Prompt =
All lines in the entries below that hold "body" make up the answer.
'''
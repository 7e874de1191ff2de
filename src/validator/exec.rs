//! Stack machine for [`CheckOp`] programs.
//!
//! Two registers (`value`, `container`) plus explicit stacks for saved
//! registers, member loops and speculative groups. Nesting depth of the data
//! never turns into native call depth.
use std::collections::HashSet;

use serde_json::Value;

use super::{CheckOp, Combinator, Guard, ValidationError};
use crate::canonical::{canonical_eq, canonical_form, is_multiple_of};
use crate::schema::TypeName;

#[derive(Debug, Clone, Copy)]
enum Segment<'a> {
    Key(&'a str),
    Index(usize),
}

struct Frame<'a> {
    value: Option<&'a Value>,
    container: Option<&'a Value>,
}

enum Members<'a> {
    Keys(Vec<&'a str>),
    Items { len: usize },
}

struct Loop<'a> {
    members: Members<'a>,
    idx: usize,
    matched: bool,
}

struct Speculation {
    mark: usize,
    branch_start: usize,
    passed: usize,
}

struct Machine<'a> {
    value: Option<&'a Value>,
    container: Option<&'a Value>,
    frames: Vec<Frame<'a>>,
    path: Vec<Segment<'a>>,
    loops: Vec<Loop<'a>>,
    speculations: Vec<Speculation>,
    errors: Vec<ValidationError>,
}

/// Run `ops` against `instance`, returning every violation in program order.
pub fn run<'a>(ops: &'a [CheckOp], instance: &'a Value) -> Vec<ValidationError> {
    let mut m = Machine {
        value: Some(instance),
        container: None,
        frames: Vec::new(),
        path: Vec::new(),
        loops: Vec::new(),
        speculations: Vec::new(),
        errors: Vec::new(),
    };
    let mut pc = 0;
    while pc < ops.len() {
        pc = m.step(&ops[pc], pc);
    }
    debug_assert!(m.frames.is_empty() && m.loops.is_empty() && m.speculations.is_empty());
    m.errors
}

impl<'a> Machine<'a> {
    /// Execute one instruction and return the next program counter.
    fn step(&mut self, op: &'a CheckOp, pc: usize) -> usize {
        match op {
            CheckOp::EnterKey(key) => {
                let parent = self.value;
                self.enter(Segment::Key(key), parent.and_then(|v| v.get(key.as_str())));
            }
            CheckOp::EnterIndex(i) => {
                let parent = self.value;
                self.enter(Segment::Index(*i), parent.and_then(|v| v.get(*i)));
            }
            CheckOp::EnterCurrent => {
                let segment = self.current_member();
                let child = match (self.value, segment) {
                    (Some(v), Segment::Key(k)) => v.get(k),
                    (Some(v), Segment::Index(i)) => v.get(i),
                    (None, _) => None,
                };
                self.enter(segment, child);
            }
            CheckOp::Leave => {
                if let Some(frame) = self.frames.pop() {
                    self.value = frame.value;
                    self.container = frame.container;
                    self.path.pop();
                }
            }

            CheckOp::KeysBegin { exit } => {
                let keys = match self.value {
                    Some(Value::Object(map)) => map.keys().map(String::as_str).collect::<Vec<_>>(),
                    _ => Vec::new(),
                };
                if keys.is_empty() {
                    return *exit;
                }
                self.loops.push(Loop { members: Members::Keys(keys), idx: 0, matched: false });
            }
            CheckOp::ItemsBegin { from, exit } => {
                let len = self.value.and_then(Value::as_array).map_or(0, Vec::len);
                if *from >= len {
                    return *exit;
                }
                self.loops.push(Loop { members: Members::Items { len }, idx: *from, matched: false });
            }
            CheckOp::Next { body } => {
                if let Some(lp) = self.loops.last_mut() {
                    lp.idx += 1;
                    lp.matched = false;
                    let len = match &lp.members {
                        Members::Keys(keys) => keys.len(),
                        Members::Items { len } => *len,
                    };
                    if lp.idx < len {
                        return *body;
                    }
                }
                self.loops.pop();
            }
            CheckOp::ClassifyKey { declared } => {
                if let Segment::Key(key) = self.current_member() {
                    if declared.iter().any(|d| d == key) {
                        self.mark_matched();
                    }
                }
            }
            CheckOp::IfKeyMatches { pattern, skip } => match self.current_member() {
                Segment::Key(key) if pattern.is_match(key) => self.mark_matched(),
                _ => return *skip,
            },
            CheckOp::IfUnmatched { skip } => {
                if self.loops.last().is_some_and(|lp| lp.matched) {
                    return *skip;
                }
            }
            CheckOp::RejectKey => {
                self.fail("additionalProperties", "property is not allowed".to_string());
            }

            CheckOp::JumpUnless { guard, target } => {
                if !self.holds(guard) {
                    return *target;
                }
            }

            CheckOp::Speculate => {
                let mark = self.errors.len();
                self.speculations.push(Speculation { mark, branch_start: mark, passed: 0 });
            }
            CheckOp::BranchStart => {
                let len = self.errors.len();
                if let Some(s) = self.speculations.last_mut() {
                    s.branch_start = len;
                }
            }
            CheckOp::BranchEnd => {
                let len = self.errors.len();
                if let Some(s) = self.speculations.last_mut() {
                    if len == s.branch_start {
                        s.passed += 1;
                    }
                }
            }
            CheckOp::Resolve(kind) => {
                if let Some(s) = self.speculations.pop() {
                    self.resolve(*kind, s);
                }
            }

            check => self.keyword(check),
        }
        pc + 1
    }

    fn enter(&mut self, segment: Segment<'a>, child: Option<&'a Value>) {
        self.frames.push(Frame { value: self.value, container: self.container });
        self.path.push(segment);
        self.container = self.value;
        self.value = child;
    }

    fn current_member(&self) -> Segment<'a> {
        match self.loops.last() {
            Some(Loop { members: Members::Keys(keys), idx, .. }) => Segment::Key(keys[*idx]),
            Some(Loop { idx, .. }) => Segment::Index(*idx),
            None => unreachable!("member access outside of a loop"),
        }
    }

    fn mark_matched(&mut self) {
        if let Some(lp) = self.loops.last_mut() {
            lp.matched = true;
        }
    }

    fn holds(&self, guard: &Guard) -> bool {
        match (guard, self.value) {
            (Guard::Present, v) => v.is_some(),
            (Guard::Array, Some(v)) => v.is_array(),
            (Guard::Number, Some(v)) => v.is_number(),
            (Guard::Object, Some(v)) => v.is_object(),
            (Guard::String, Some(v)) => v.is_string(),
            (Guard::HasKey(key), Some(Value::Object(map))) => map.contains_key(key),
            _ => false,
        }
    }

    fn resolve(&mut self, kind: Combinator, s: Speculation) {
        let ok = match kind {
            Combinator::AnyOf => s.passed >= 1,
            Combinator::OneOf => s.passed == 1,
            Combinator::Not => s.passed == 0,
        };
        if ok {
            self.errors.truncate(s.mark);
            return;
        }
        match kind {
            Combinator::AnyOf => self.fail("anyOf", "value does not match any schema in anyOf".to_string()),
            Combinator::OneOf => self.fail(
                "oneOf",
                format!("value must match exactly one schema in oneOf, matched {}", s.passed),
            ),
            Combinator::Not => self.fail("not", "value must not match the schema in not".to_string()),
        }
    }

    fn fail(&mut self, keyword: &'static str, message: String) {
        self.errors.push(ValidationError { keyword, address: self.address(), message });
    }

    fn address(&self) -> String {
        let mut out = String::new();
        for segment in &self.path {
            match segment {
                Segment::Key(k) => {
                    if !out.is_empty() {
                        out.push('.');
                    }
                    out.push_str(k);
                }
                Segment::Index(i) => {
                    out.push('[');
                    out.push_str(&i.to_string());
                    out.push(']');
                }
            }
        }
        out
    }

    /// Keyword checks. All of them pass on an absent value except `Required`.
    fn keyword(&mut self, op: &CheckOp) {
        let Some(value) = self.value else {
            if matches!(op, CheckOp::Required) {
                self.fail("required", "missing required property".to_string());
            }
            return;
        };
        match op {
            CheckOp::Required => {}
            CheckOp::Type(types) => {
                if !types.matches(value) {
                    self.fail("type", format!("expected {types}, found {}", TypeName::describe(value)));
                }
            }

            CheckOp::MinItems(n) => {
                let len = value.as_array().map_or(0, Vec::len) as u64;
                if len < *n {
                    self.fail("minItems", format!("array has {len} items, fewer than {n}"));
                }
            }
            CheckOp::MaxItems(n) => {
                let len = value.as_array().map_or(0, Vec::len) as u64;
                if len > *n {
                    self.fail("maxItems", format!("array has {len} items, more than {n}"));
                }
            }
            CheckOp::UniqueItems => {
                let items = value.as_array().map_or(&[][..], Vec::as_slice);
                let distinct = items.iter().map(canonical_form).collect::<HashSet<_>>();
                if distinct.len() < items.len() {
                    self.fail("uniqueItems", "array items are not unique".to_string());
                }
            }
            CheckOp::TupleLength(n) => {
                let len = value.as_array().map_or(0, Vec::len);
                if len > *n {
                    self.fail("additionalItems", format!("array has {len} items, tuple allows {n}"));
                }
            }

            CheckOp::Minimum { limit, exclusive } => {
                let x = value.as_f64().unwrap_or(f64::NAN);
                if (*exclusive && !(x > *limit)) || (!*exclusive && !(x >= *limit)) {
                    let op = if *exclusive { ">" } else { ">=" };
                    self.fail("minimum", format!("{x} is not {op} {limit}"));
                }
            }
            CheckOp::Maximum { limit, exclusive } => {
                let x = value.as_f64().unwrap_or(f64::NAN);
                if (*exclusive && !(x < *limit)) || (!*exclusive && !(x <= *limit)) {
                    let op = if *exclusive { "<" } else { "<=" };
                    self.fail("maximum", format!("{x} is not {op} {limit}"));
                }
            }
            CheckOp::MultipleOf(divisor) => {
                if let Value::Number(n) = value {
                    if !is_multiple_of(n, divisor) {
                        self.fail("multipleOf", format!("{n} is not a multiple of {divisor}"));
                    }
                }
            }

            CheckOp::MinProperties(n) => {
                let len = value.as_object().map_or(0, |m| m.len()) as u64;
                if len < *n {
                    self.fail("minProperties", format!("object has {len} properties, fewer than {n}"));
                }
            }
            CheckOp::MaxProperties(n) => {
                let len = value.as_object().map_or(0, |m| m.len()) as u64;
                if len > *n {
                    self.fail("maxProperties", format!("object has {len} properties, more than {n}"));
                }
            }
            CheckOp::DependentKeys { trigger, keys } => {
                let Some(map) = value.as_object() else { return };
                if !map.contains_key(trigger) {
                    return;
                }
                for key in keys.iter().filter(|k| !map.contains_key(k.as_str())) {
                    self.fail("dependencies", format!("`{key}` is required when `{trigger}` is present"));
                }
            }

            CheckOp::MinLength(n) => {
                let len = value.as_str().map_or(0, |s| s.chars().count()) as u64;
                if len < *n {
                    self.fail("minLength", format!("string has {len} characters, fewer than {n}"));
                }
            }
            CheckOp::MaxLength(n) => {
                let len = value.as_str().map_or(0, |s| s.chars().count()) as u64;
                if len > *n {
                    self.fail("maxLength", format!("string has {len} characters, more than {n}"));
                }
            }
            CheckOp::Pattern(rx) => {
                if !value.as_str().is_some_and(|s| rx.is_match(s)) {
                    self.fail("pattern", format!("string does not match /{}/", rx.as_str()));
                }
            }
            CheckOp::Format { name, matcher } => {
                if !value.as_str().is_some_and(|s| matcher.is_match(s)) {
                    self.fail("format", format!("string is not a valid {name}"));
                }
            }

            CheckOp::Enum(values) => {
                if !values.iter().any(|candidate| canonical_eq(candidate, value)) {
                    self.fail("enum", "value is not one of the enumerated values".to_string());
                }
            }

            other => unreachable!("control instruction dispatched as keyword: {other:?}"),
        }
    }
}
'''
'''
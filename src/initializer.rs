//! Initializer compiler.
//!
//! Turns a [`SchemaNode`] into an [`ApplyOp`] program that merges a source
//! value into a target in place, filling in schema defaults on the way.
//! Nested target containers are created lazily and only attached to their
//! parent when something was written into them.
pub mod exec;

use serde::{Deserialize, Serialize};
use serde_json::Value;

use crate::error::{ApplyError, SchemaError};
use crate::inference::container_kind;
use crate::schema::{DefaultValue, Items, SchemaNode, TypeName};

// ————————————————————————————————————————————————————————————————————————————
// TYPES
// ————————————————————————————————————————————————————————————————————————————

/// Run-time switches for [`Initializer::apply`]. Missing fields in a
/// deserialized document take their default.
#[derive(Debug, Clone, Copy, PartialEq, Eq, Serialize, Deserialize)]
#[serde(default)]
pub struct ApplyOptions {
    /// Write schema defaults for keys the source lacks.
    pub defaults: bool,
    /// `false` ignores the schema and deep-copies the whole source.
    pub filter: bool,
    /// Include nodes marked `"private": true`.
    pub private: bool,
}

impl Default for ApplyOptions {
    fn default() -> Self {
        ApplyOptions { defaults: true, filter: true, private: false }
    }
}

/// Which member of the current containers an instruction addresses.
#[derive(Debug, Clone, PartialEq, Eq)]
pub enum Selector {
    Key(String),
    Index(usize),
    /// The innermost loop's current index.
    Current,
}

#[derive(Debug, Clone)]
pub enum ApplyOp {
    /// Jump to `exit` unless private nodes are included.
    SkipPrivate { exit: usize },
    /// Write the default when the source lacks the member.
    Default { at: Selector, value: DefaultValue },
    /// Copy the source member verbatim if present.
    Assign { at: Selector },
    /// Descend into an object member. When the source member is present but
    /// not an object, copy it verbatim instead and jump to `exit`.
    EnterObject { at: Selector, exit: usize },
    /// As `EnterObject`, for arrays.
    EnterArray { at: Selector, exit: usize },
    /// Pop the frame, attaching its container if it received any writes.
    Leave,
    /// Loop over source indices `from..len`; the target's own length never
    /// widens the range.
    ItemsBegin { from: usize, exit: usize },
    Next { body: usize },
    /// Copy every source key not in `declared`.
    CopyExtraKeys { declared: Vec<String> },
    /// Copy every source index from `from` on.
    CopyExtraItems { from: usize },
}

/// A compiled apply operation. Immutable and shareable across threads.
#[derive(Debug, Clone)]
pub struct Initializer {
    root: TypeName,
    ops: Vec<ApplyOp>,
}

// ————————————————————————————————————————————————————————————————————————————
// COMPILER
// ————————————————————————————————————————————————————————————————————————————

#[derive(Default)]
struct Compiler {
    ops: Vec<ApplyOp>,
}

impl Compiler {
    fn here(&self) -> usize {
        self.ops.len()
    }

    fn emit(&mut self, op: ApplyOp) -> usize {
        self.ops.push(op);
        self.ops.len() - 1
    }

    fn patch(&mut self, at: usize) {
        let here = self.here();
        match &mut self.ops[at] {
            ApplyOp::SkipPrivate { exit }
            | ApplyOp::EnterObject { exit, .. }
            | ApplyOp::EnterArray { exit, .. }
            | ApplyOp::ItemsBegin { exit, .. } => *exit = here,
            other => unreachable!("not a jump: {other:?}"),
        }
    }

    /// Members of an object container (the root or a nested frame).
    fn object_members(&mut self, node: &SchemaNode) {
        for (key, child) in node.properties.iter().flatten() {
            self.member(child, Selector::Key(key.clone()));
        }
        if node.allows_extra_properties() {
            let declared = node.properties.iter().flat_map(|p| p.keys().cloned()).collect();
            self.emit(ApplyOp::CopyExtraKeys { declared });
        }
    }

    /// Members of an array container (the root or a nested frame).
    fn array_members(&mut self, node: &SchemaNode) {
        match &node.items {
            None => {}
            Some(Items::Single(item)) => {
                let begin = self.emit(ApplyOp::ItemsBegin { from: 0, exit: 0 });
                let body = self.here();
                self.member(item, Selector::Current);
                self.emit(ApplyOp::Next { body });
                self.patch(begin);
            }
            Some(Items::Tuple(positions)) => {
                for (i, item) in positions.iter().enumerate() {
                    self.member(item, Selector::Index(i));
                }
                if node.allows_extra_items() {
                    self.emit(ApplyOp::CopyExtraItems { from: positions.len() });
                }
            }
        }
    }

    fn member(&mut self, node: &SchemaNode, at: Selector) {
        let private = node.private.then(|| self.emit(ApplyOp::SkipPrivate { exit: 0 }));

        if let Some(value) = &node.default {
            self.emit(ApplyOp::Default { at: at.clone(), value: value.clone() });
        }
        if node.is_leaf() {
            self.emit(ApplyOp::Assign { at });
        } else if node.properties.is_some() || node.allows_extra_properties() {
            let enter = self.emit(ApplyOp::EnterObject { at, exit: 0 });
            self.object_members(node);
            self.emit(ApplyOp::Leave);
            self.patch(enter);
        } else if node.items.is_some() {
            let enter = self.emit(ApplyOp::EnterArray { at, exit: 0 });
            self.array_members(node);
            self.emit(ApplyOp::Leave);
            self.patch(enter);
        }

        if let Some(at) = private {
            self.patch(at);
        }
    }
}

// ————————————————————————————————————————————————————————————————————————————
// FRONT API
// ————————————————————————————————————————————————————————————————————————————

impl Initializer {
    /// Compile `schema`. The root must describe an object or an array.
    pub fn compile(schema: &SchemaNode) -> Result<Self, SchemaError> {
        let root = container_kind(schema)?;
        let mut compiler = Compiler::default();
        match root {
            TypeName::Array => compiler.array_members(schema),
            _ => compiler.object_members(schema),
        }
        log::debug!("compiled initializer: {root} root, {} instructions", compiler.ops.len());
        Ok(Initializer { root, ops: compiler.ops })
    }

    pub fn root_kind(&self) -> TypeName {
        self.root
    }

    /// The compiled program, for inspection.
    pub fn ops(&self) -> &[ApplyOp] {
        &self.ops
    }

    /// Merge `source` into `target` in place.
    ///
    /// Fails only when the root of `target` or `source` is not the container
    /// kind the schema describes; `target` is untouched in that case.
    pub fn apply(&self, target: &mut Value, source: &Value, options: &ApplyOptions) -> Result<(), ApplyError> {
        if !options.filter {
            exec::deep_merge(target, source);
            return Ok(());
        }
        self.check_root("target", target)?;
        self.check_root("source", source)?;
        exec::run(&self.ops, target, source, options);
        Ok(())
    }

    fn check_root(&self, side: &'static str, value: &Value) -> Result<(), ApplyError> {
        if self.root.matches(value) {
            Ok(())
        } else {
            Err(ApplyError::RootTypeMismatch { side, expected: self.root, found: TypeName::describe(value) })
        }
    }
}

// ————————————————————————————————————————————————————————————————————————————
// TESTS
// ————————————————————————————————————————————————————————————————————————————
'''
'''
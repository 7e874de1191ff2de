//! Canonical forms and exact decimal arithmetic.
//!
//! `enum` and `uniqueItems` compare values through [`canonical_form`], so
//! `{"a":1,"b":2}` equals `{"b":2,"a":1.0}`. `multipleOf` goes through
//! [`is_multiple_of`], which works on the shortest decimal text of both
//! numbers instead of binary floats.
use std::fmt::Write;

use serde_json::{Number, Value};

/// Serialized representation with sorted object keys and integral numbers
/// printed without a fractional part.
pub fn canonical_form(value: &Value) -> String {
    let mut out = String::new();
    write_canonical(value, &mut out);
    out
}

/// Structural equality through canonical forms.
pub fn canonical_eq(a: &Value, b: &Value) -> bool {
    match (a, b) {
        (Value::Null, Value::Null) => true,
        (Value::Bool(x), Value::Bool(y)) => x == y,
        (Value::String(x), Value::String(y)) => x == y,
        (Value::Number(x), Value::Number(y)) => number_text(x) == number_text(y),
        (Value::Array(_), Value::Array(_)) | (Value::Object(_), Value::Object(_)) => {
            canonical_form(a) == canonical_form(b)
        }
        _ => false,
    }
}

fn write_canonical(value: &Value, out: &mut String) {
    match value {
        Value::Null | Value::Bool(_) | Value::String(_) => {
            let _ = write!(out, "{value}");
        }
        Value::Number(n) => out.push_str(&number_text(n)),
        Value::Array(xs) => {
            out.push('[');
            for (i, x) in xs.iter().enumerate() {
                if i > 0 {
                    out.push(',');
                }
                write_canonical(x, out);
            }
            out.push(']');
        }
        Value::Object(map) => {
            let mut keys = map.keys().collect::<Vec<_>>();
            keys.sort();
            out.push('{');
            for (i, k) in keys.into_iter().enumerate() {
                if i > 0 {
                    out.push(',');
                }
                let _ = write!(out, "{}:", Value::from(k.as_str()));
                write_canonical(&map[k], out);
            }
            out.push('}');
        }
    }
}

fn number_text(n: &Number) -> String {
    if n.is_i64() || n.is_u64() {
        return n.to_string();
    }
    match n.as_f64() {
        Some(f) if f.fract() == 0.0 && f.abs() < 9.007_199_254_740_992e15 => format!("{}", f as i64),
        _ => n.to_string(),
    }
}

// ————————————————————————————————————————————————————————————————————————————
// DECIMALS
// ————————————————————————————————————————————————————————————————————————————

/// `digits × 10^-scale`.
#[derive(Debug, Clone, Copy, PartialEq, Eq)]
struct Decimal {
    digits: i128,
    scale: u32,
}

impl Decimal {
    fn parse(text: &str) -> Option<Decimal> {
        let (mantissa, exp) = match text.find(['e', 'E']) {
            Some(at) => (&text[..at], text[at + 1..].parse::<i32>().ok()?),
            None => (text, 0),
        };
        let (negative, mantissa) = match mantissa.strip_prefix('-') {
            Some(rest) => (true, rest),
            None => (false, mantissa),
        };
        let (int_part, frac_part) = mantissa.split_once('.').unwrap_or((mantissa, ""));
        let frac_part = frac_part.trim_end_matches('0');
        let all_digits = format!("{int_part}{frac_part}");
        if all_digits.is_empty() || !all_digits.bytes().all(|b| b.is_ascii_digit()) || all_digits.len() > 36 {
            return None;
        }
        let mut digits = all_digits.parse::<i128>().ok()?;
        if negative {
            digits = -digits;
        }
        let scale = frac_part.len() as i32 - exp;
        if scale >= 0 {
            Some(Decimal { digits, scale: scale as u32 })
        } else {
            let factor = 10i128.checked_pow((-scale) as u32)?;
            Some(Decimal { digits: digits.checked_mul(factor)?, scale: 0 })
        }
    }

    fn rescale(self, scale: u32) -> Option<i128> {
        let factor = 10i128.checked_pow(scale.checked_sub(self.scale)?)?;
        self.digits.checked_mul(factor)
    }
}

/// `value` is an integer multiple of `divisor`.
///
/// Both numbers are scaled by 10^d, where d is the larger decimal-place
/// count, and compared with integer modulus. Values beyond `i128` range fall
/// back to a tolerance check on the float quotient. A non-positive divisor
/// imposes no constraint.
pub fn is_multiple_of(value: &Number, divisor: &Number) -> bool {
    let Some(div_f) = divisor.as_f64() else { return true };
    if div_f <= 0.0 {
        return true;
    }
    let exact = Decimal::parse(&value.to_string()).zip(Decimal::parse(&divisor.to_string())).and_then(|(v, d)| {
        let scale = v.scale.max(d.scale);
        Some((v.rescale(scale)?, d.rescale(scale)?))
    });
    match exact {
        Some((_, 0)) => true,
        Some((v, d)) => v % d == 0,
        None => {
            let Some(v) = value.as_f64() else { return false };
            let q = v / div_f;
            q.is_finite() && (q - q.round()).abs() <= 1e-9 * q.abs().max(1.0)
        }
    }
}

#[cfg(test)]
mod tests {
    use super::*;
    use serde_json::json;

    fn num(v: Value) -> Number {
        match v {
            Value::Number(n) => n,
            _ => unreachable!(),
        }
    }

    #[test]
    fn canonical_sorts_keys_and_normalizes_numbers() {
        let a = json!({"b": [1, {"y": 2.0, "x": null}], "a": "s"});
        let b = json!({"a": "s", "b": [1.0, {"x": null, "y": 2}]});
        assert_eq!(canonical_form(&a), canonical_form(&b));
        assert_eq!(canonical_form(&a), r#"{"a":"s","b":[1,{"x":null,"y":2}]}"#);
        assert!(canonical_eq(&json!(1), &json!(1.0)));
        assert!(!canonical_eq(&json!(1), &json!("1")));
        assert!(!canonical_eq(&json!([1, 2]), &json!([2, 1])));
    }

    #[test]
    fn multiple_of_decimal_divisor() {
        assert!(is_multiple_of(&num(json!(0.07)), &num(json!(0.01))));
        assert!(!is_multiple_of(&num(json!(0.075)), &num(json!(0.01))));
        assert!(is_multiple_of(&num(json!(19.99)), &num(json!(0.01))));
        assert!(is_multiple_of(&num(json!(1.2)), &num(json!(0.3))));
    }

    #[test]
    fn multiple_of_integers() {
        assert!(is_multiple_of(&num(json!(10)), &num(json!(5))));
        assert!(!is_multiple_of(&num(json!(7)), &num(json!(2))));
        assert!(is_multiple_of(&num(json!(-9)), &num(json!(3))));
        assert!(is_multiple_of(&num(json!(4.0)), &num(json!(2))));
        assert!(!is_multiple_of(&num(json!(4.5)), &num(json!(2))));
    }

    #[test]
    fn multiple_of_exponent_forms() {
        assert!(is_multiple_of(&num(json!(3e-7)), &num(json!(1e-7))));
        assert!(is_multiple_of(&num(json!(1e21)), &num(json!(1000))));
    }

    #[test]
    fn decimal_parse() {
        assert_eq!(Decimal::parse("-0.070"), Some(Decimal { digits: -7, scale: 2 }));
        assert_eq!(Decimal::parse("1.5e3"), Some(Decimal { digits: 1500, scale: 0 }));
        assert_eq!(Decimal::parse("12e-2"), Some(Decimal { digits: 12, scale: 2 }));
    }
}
'''
Task answer =
            CheckOp::Next { body } => {
                        return *body;
    Next { body: usize },
                let body = self.here();
                self.emit(ApplyOp::Next { body });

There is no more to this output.